The chief executive of the Financial Conduct Authority was brought before the Treasury Select Committee this morning to answer questions on the incident that chairman Andrew Tyrie described as “not a good day in the office”.

He was also quizzed on the culture of the regulator in the context of the incident, with Mr Wheatley saying under questioning that he regretted his infamous comment that the FCA would “shoot first and ask questions later”.

He added that his words were taken “out of context” and that it was an attempt to signal that the new body would be “more of a judgement-led regulator, less box-ticking... more on the front foot”.

At the end of March the Daily Telegraph published an article following an interview with the FCA which revealed the regulator could force pension providers to allow savers that have taken out some 30m policies over the past four decades to exit for free over exit fee concerns.

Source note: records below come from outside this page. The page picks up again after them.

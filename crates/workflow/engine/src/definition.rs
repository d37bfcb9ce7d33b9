//! Workflow definitions: the deterministic logic run by workflow tasks

use crate::context::WorkflowContext;
use std::future::Future;
use std::pin::Pin;
use workflow_types::{Failure, Payload};

/// Future returned by a workflow run.
///
/// Workflow futures are polled on the replaying thread only, so they need
/// not be `Send`; the context they hold is shared through `Rc`.
pub type WorkflowFuture = Pin<Box<dyn Future<Output = Result<Payload, Failure>>>>;

/// Deterministic workflow logic.
///
/// `run` is invoked again from scratch on every workflow task, so it must
/// depend only on its input and on what the context reveals. Use the
/// context for time, randomness, sleeping and anything non-deterministic.
pub trait WorkflowDefinition: Send + Sync + 'static {
    fn run(&self, ctx: WorkflowContext, input: Payload) -> WorkflowFuture;
}

/// Adapter turning an async function into a [`WorkflowDefinition`]
pub struct WorkflowFn<F> {
    func: F,
}

impl<F> WorkflowFn<F> {
    pub fn new<Fut>(func: F) -> Self
    where
        F: Fn(WorkflowContext, Payload) -> Fut + Send + Sync + 'static,
        Fut: Future<Output = Result<Payload, Failure>> + 'static,
    {
        Self { func }
    }
}

impl<F, Fut> WorkflowDefinition for WorkflowFn<F>
where
    F: Fn(WorkflowContext, Payload) -> Fut + Send + Sync + 'static,
    Fut: Future<Output = Result<Payload, Failure>> + 'static,
{
    fn run(&self, ctx: WorkflowContext, input: Payload) -> WorkflowFuture {
        Box::pin((self.func)(ctx, input))
    }
}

As a consequence, listed providers’ share plummeted, however the regulator did not issue a response to the market until some eight hours later.

There has since been an independent investigation at a cost of at least £2.5m and a series of select committee hearings, with some even calling for Mr Wheatley to lose his job.

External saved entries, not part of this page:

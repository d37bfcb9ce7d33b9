//! Configuration for the workflow engine

use crate::store::StoreConfig;
use serde::{Deserialize, Serialize};
use std::time::Duration;
use workflow_types::{RetryPolicy, WorkflowError, WorkflowResult};

/// Main engine configuration
#[derive(Debug, Clone, Default, Serialize, Deserialize)]
pub struct EngineConfig {
    /// Task queue configuration
    #[serde(default)]
    pub task_queue: TaskQueueConfig,

    /// Defaults applied to activity invocations
    #[serde(default)]
    pub activity: ActivityDefaults,

    /// Worker configuration
    #[serde(default)]
    pub worker: WorkerConfig,

    /// Execution event stream configuration
    #[serde(default)]
    pub events: EventsConfig,

    /// History storage configuration
    #[serde(default)]
    pub store: StoreConfig,

    /// Logging configuration
    #[serde(default)]
    pub logging: LoggingConfig,
}

/// Task queue configuration
#[derive(Debug, Clone, Serialize, Deserialize)]
pub struct TaskQueueConfig {
    /// How long a delivered task stays leased before it is redelivered
    #[serde(default = "default_visibility_timeout")]
    pub visibility_timeout_ms: u64,
}

impl Default for TaskQueueConfig {
    fn default() -> Self {
        Self {
            visibility_timeout_ms: default_visibility_timeout(),
        }
    }
}

impl TaskQueueConfig {
    pub fn visibility_timeout(&self) -> Duration {
        Duration::from_millis(self.visibility_timeout_ms)
    }
}

/// Defaults for activity invocations whose options leave them unset
#[derive(Debug, Clone, Serialize, Deserialize)]
pub struct ActivityDefaults {
    /// Initial retry interval in milliseconds
    #[serde(default = "default_initial_interval")]
    pub initial_interval_ms: u64,

    /// Backoff multiplier between attempts
    #[serde(default = "default_backoff_coefficient")]
    pub backoff_coefficient: f64,

    /// Maximum retry interval in milliseconds
    #[serde(default = "default_maximum_interval")]
    pub maximum_interval_ms: u64,

    /// Maximum attempts (0 = unlimited)
    #[serde(default)]
    pub maximum_attempts: u32,
}

impl Default for ActivityDefaults {
    fn default() -> Self {
        Self {
            initial_interval_ms: default_initial_interval(),
            backoff_coefficient: default_backoff_coefficient(),
            maximum_interval_ms: default_maximum_interval(),
            maximum_attempts: 0,
        }
    }
}

impl ActivityDefaults {
    pub fn retry_policy(&self) -> RetryPolicy {
        RetryPolicy {
            initial_interval: Duration::from_millis(self.initial_interval_ms),
            backoff_coefficient: self.backoff_coefficient,
            maximum_interval: Duration::from_millis(self.maximum_interval_ms),
            maximum_attempts: self.maximum_attempts,
            non_retryable_error_types: Vec::new(),
        }
    }
}

/// Worker configuration
#[derive(Debug, Clone, Serialize, Deserialize)]
pub struct WorkerConfig {
    /// Concurrent workflow task pollers per worker
    #[serde(default = "default_workflow_pollers")]
    pub max_concurrent_workflow_tasks: usize,

    /// Concurrent activity task pollers per worker
    #[serde(default = "default_activity_pollers")]
    pub max_concurrent_activity_tasks: usize,

    /// Long-poll timeout in milliseconds
    #[serde(default = "default_poll_timeout")]
    pub poll_timeout_ms: u64,
}

impl Default for WorkerConfig {
    fn default() -> Self {
        Self {
            max_concurrent_workflow_tasks: default_workflow_pollers(),
            max_concurrent_activity_tasks: default_activity_pollers(),
            poll_timeout_ms: default_poll_timeout(),
        }
    }
}

impl WorkerConfig {
    pub fn poll_timeout(&self) -> Duration {
        Duration::from_millis(self.poll_timeout_ms)
    }
}

/// Execution event stream configuration
#[derive(Debug, Clone, Serialize, Deserialize)]
pub struct EventsConfig {
    /// Broadcast buffer size; slow subscribers lag beyond it
    #[serde(default = "default_event_capacity")]
    pub capacity: usize,
}

impl Default for EventsConfig {
    fn default() -> Self {
        Self {
            capacity: default_event_capacity(),
        }
    }
}

/// Logging configuration
#[derive(Debug, Clone, Serialize, Deserialize)]
pub struct LoggingConfig {
    /// Log level
    #[serde(default = "default_log_level")]
    pub level: String,

    /// JSON format
    #[serde(default)]
    pub json: bool,
}

impl Default for LoggingConfig {
    fn default() -> Self {
        Self {
            level: default_log_level(),
            json: false,
        }
    }
}

// Default value helpers
fn default_visibility_timeout() -> u64 {
    30_000
}

fn default_initial_interval() -> u64 {
    1_000
}

fn default_backoff_coefficient() -> f64 {
    2.0
}

fn default_maximum_interval() -> u64 {
    100_000
}

fn default_workflow_pollers() -> usize {
    2
}

fn default_activity_pollers() -> usize {
    4
}

fn default_poll_timeout() -> u64 {
    1_000
}

fn default_event_capacity() -> usize {
    1024
}

fn default_log_level() -> String {
    "info".to_string()
}

impl EngineConfig {
    /// Load configuration: defaults, then an optional file, then `WORKFLOW_*` variables
    pub fn load(path: Option<&str>) -> WorkflowResult<Self> {
        Self::load_inner(path).map_err(|e| WorkflowError::Config(e.to_string()))
    }

    fn load_inner(path: Option<&str>) -> Result<Self, config::ConfigError> {
        let mut builder = config::Config::builder();

        builder = builder.add_source(config::Config::try_from(&EngineConfig::default())?);

        if let Some(path) = path {
            builder = builder.add_source(config::File::with_name(path).required(false));
        }

        builder = builder.add_source(
            config::Environment::with_prefix("WORKFLOW")
                .prefix_separator("_")
                .separator("__")
                .try_parsing(true),
        );

        builder.build()?.try_deserialize()
    }

    /// Configuration suited to tests: short leases and fast retries
    pub fn testing() -> Self {
        Self {
            task_queue: TaskQueueConfig {
                visibility_timeout_ms: 5_000,
            },
            activity: ActivityDefaults {
                initial_interval_ms: 100,
                backoff_coefficient: 2.0,
                maximum_interval_ms: 1_000,
                maximum_attempts: 0,
            },
            worker: WorkerConfig {
                poll_timeout_ms: 200,
                ..Default::default()
            },
            ..Default::default()
        }
    }
}

#[cfg(test)]
mod tests {
    use super::*;
    use std::io::Write;

    #[test]
    fn test_default_config() {
        let config = EngineConfig::default();
        assert_eq!(config.task_queue.visibility_timeout(), Duration::from_secs(30));
        assert_eq!(config.worker.max_concurrent_workflow_tasks, 2);
        assert!(matches!(config.store, StoreConfig::Memory));
        assert_eq!(config.activity.retry_policy().maximum_attempts, 0);
    }

    #[test]
    fn test_load_without_file_uses_defaults() {
        let config = EngineConfig::load(None).unwrap();
        assert_eq!(config.logging.level, "info");
        assert_eq!(config.events.capacity, 1024);
    }

    #[test]
    fn test_load_from_file_overrides() {
        let dir = tempfile::tempdir().unwrap();
        let path = dir.path().join("engine.toml");
        let mut file = std::fs::File::create(&path).unwrap();
        writeln!(file, "[worker]\nmax_concurrent_activity_tasks = 8\n").unwrap();
        writeln!(file, "[logging]\njson = true").unwrap();

        let config = EngineConfig::load(path.to_str()).unwrap();
        assert_eq!(config.worker.max_concurrent_activity_tasks, 8);
        assert_eq!(config.worker.max_concurrent_workflow_tasks, 2);
        assert!(config.logging.json);
    }
}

Today (27 January), Mark Garnier, a Conservative MP for Wyre Forest, accused the FCA of a “cack-handed approach” in using the media to get messages across, stating that different newspapers will inevitably highlight different things and not pick-up certain nuances.

Mr Wheatley responded: “Risks have to be managed, the alternative you’re suggesting is that we don’t communicate outside of a few very narrow channels. The industry welcomes our open approach, notwithstanding the fact we screwed up on this particular day.”

On pre-briefings, Mr Wheatley explained they are only done when information is not market sensitive. He conceded that on this occasion they had not expected one specific piece of information would be handled in the way it was.

“There was an absolute focus from insurance team to make sure the announcement would not move markets and did not contain price sensitive information - we hadn’t expected that the fact that the journalist would look at an area that would become such a big story.”

Mr Wheatley stated that the overall strategy was appropriate, but that there were poor controls on the day.

“We didn’t catch up fast enough to correct the story the journalist sought to write, but we can’t retreat into our shell because of the critcism we received on this occasion,” he stated.

He added that the FCA has changed a number of processes, one of which is that notifications on significant market moves go to the executive committee and are put through to him if there is no obvious explanation.

FCA chairman John Griffith-Jones was also grilled by MPs, admitting a “mis-judgement” in the regulator’s initial intention to oversee an investigation into its handling of the pre-briefing debacle.

Mr Tyrie focused on the FCA’s statement at the end of the fateful day, which promised an independent review, but one which would be ‘overseen’ by the regulator’s board.

“The regulator investigating itself on a serious breach... is a terrible mis-judgement,” he stated.

Mr Griffith-Jones added that the FCA would not have written the report but would only have been involved on a “logistical basis”, which Mr Tyrie deemed as a “crackpot proposal” to add a clause about overseeing the investigation.

Issues were also raised around the report’s author, Clifford Chance partner Simon Davies, sending a copy of it to the board under Maxwellisation rules, which Mr Tyrie argued would lead to the perception that the FCA might have tried to influence the report in draft.